Predictably, diplomatic efforts failed, not least because of Stalin’s intransigence. “Is it your intention to cause a conflict? the Soviet Foreign Minister asked Stalin, puzzled. Stalin only smiled in response. The answer quickly became clear.

But one question remained: how to fabricate a reason for invasion. The Soviets and Finns, after all, maintained a non-aggression pact, and no one would credibly view the Finns – with a population of just 4 million, compared to the Soviet Union’s 170 million – as aggressors. As state propaganda outlets spread anti-Finnish propaganda and Soviet Kremlin officials purred that Soviet troops would conquer Helsinki in as little as three days, Stalin spied a solution.

On November 26, five shells and a pair of grenades destroyed a Soviet position along the Soviet-Finnish border. Four died, including several Soviet soldiers, along with nine others wounded. Although a Finnish investigation quickly identified the Soviet troops as those who had fired on – and killed – their own troops, the Soviets acted just as quickly. Claiming that they were coming to the defense of the “democratic forces” against a “fascist military clique” ruling Helsinki, Stalin immediately announced his support for a new “people’s government”, led by a hand-picked Finnish communist. Over 100,000 Soviet troops arrived, taking on a country with no air force, barely any armored vehicles, and not even any wireless technology at its disposal. Left adrift by Western partners, the Finns were alone. And Stalin was ready to carve up the country as he wished.

It was, writes Kotkin, “Stalin’s first real test as a military figure since the Russian Civil War.” And it was a test he would fail, spectacularly.

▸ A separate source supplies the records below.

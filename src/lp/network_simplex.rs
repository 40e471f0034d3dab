//! Primal network simplex for integer min-cost flow.
//!
//! The spanning tree is kept strongly feasible: the initial tree only uses
//! artificial arcs that point away from the root when they carry no flow, and
//! the leaving arc is the last blocking arc of the cycle when walking it in
//! flow direction from the apex. This excludes cycling on degenerate pivots.

use log::trace;

/// Marker for an uncapacitated arc
pub const INF: i64 = i64::MAX;

const NONE: usize = usize::MAX;

const STATE_UPPER: i8 = -1;
const STATE_TREE: i8 = 0;
const STATE_LOWER: i8 = 1;

#[derive(Debug, Clone, Copy, PartialEq, Eq)]
pub enum FlowStatus {
    Optimal,
    /// Supplies cannot be routed within the capacities
    Infeasible,
    /// A negative cycle of uncapacitated arcs exists
    Unbounded,
    /// The pivot limit was hit before optimality was proven
    PivotLimit,
}

/// Where a nonbasic arc sits after a solve
#[derive(Debug, Clone, Copy, PartialEq, Eq)]
pub enum ArcState {
    Lower,
    Tree,
    Upper,
}

#[derive(Debug, Clone)]
pub struct NetworkSimplex {
    n_nodes: usize,
    n_arcs: usize,
    supply: Vec<i64>,
    source: Vec<usize>,
    target: Vec<usize>,
    lower: Vec<i64>,
    upper: Vec<i64>,
    cap: Vec<i64>,
    cost: Vec<i64>,
    flow: Vec<i64>,
    state: Vec<i8>,
    // spanning tree, indexed by node, the root is node `n_nodes`
    parent: Vec<usize>,
    pred: Vec<usize>,
    pred_up: Vec<bool>,
    depth: Vec<usize>,
    pi: Vec<i64>,
    first_child: Vec<usize>,
    next_sibling: Vec<usize>,
    prev_sibling: Vec<usize>,
    pivots: usize,
}

impl NetworkSimplex {
    pub fn new(n_nodes: usize) -> Self {
        NetworkSimplex {
            n_nodes,
            n_arcs: 0,
            supply: vec![0; n_nodes],
            source: Vec::new(),
            target: Vec::new(),
            lower: Vec::new(),
            upper: Vec::new(),
            cap: Vec::new(),
            cost: Vec::new(),
            flow: Vec::new(),
            state: Vec::new(),
            parent: Vec::new(),
            pred: Vec::new(),
            pred_up: Vec::new(),
            depth: Vec::new(),
            pi: Vec::new(),
            first_child: Vec::new(),
            next_sibling: Vec::new(),
            prev_sibling: Vec::new(),
            pivots: 0,
        }
    }

    /// Adds an arc with flow bounds `lower..=upper` (`upper` may be [`INF`]) and
    /// returns its id
    pub fn add_arc(&mut self, from: usize, to: usize, lower: i64, upper: i64, cost: i64) -> usize {
        self.source.push(from);
        self.target.push(to);
        self.lower.push(lower);
        self.upper.push(upper);
        self.cost.push(cost);
        self.n_arcs += 1;
        self.n_arcs - 1
    }

    /// Sets the net outflow required at `node`
    pub fn set_supply(&mut self, node: usize, supply: i64) {
        self.supply[node] = supply;
    }

    pub fn flow(&self, arc: usize) -> i64 {
        self.flow[arc] + self.lower[arc]
    }

    /// Node potential with reduced costs `cost + pi(from) - pi(to)`
    pub fn potential(&self, node: usize) -> i64 {
        self.pi[node]
    }

    pub fn arc_state(&self, arc: usize) -> ArcState {
        match self.state[arc] {
            STATE_TREE => ArcState::Tree,
            STATE_UPPER => ArcState::Upper,
            _ => ArcState::Lower,
        }
    }

    pub fn pivots(&self) -> usize {
        self.pivots
    }

    pub fn run(&mut self) -> FlowStatus {
        let n = self.n_nodes;
        let m = self.n_arcs;
        let root = n;

        let mut supply = self.supply.clone();
        let mut cap = Vec::with_capacity(m + n);
        for e in 0..m {
            let l = self.lower[e];
            if l != 0 {
                supply[self.source[e]] -= l;
                supply[self.target[e]] += l;
            }
            let c = self.upper[e];
            if c != INF && c < l {
                return FlowStatus::Infeasible;
            }
            cap.push(if c == INF { INF } else { c - l });
        }
        if supply.iter().sum::<i64>() != 0 {
            return FlowStatus::Infeasible;
        }

        let max_cost = self.cost.iter().map(|c| c.abs()).max().unwrap_or(0);
        let art_cost = (max_cost + 1).saturating_mul(n as i64 + 1);

        self.source.truncate(m);
        self.target.truncate(m);
        self.cost.truncate(m);
        self.flow = vec![0; m + n];
        self.state = vec![STATE_LOWER; m + n];
        self.parent = vec![NONE; n + 1];
        self.pred = vec![NONE; n + 1];
        self.pred_up = vec![false; n + 1];
        self.depth = vec![0; n + 1];
        self.pi = vec![0; n + 1];
        self.first_child = vec![NONE; n + 1];
        self.next_sibling = vec![NONE; n + 1];
        self.prev_sibling = vec![NONE; n + 1];
        self.pivots = 0;

        for u in 0..n {
            let e = m + u;
            if supply[u] > 0 {
                self.source.push(u);
                self.target.push(root);
                self.flow[e] = supply[u];
                self.pred_up[u] = true;
                self.pi[u] = -art_cost;
            } else {
                self.source.push(root);
                self.target.push(u);
                self.flow[e] = -supply[u];
                self.pred_up[u] = false;
                self.pi[u] = art_cost;
            }
            cap.push(INF);
            self.cost.push(art_cost);
            self.state[e] = STATE_TREE;
            self.parent[u] = root;
            self.pred[u] = e;
            self.depth[u] = 1;
            self.add_child(root, u);
        }
        self.cap = cap;

        let total = m + n;
        let block = ((total as f64).sqrt() as usize).max(10);
        let limit = 100 * total + 100_000;
        let mut next_arc = 0;

        let status = loop {
            let entering = match self.find_entering(&mut next_arc, block) {
                Some(e) => e,
                None => break FlowStatus::Optimal,
            };
            if !self.pivot(entering) {
                break FlowStatus::Unbounded;
            }
            self.pivots += 1;
            if self.pivots >= limit {
                break FlowStatus::PivotLimit;
            }
        };

        let status = match status {
            FlowStatus::Optimal if (m..total).any(|e| self.flow[e] > 0) => FlowStatus::Infeasible,
            s => s,
        };

        // drop the artificial arcs but keep the tree arrays for the potentials
        self.cap.truncate(m);
        self.flow.truncate(m);
        self.state.truncate(m);
        self.source.truncate(m);
        self.target.truncate(m);
        self.cost.truncate(m);

        trace!(
            "network simplex on {} nodes and {} arcs: {:?} after {} pivots",
            n,
            m,
            status,
            self.pivots
        );
        status
    }

    fn reduced_cost(&self, e: usize) -> i64 {
        self.cost[e] + self.pi[self.source[e]] - self.pi[self.target[e]]
    }

    /// Block search pivot rule: the most violating arc of the first block that
    /// contains a violating arc
    fn find_entering(&self, next_arc: &mut usize, block: usize) -> Option<usize> {
        let total = self.state.len();
        let mut best = None;
        let mut min = 0;
        let mut count = block;
        for k in 0..total {
            let e = (*next_arc + k) % total;
            let c = self.state[e] as i64 * self.reduced_cost(e);
            if c < min {
                min = c;
                best = Some(e);
            }
            count -= 1;
            if count == 0 {
                if best.is_some() {
                    *next_arc = (e + 1) % total;
                    return best;
                }
                count = block;
            }
        }
        best
    }

    fn residual(&self, e: usize) -> i64 {
        if self.cap[e] == INF {
            INF
        } else {
            self.cap[e] - self.flow[e]
        }
    }

    fn join(&self, mut a: usize, mut b: usize) -> usize {
        while a != b {
            if self.depth[a] > self.depth[b] {
                a = self.parent[a];
            } else if self.depth[b] > self.depth[a] {
                b = self.parent[b];
            } else {
                a = self.parent[a];
                b = self.parent[b];
            }
        }
        a
    }

    /// Performs one pivot on `e_in`. Returns false if the cycle is unbounded.
    fn pivot(&mut self, e_in: usize) -> bool {
        let (first, second) = if self.state[e_in] == STATE_LOWER {
            (self.source[e_in], self.target[e_in])
        } else {
            (self.target[e_in], self.source[e_in])
        };
        let join = self.join(first, second);

        let mut delta = self.cap[e_in];
        let mut result = 0;
        let mut u_out = NONE;

        let mut u = first;
        while u != join {
            let e = self.pred[u];
            let d = if self.pred_up[u] { self.flow[e] } else { self.residual(e) };
            if d < delta {
                delta = d;
                u_out = u;
                result = 1;
            }
            u = self.parent[u];
        }
        let mut u = second;
        while u != join {
            let e = self.pred[u];
            let d = if self.pred_up[u] { self.residual(e) } else { self.flow[e] };
            if d <= delta {
                delta = d;
                u_out = u;
                result = 2;
            }
            u = self.parent[u];
        }

        if delta == INF {
            return false;
        }

        if delta > 0 {
            let val = self.state[e_in] as i64 * delta;
            self.flow[e_in] += val;
            let mut u = self.source[e_in];
            while u != join {
                let dir = if self.pred_up[u] { 1 } else { -1 };
                self.flow[self.pred[u]] -= dir * val;
                u = self.parent[u];
            }
            let mut u = self.target[e_in];
            while u != join {
                let dir = if self.pred_up[u] { 1 } else { -1 };
                self.flow[self.pred[u]] += dir * val;
                u = self.parent[u];
            }
        }

        if result == 0 {
            self.state[e_in] = -self.state[e_in];
            return true;
        }

        let e_out = self.pred[u_out];
        self.state[e_in] = STATE_TREE;
        self.state[e_out] = if self.flow[e_out] == 0 {
            STATE_LOWER
        } else {
            STATE_UPPER
        };

        let (u_in, v_in) = if result == 1 {
            (first, second)
        } else {
            (second, first)
        };

        // reverse the tree path u_in -> u_out and hang it below v_in
        let mut u = u_in;
        let mut new_parent = v_in;
        let mut new_pred = e_in;
        loop {
            let old_parent = self.parent[u];
            let old_pred = self.pred[u];
            self.remove_child(old_parent, u);
            self.parent[u] = new_parent;
            self.pred[u] = new_pred;
            self.pred_up[u] = self.source[new_pred] == u;
            self.add_child(new_parent, u);
            if u == u_out {
                break;
            }
            new_parent = u;
            new_pred = old_pred;
            u = old_parent;
        }

        let pi_in = if self.source[e_in] == u_in {
            self.pi[v_in] - self.cost[e_in]
        } else {
            self.pi[v_in] + self.cost[e_in]
        };
        let sigma = pi_in - self.pi[u_in];
        let mut stack = vec![u_in];
        while let Some(v) = stack.pop() {
            self.pi[v] += sigma;
            self.depth[v] = self.depth[self.parent[v]] + 1;
            let mut c = self.first_child[v];
            while c != NONE {
                stack.push(c);
                c = self.next_sibling[c];
            }
        }

        true
    }

    fn add_child(&mut self, p: usize, c: usize) {
        let head = self.first_child[p];
        self.next_sibling[c] = head;
        self.prev_sibling[c] = NONE;
        if head != NONE {
            self.prev_sibling[head] = c;
        }
        self.first_child[p] = c;
    }

    fn remove_child(&mut self, p: usize, c: usize) {
        let (prev, next) = (self.prev_sibling[c], self.next_sibling[c]);
        if prev != NONE {
            self.next_sibling[prev] = next;
        } else {
            self.first_child[p] = next;
        }
        if next != NONE {
            self.prev_sibling[next] = prev;
        }
        self.next_sibling[c] = NONE;
        self.prev_sibling[c] = NONE;
    }
}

The first signs that the Soviet incursion would not be as easy as the Soviet leaders had promised.

Following the formation of a puppet government, Stalin assumed that he could rally the Finnish working class to the Soviet banner – an assumption that almost immediately fell apart. (As a Soviet journalist wrote, “this [Soviet-backed] government only exists on paper. ”) Instead of bowing to a new puppet regime, Finns from all walks of life rallied around a national identity that had coalesced in response to the Soviet incursion. Rather than a war over Moscow’s specific border claims, the war, for Finns, suddenly turned to the question of Finland’s national existence.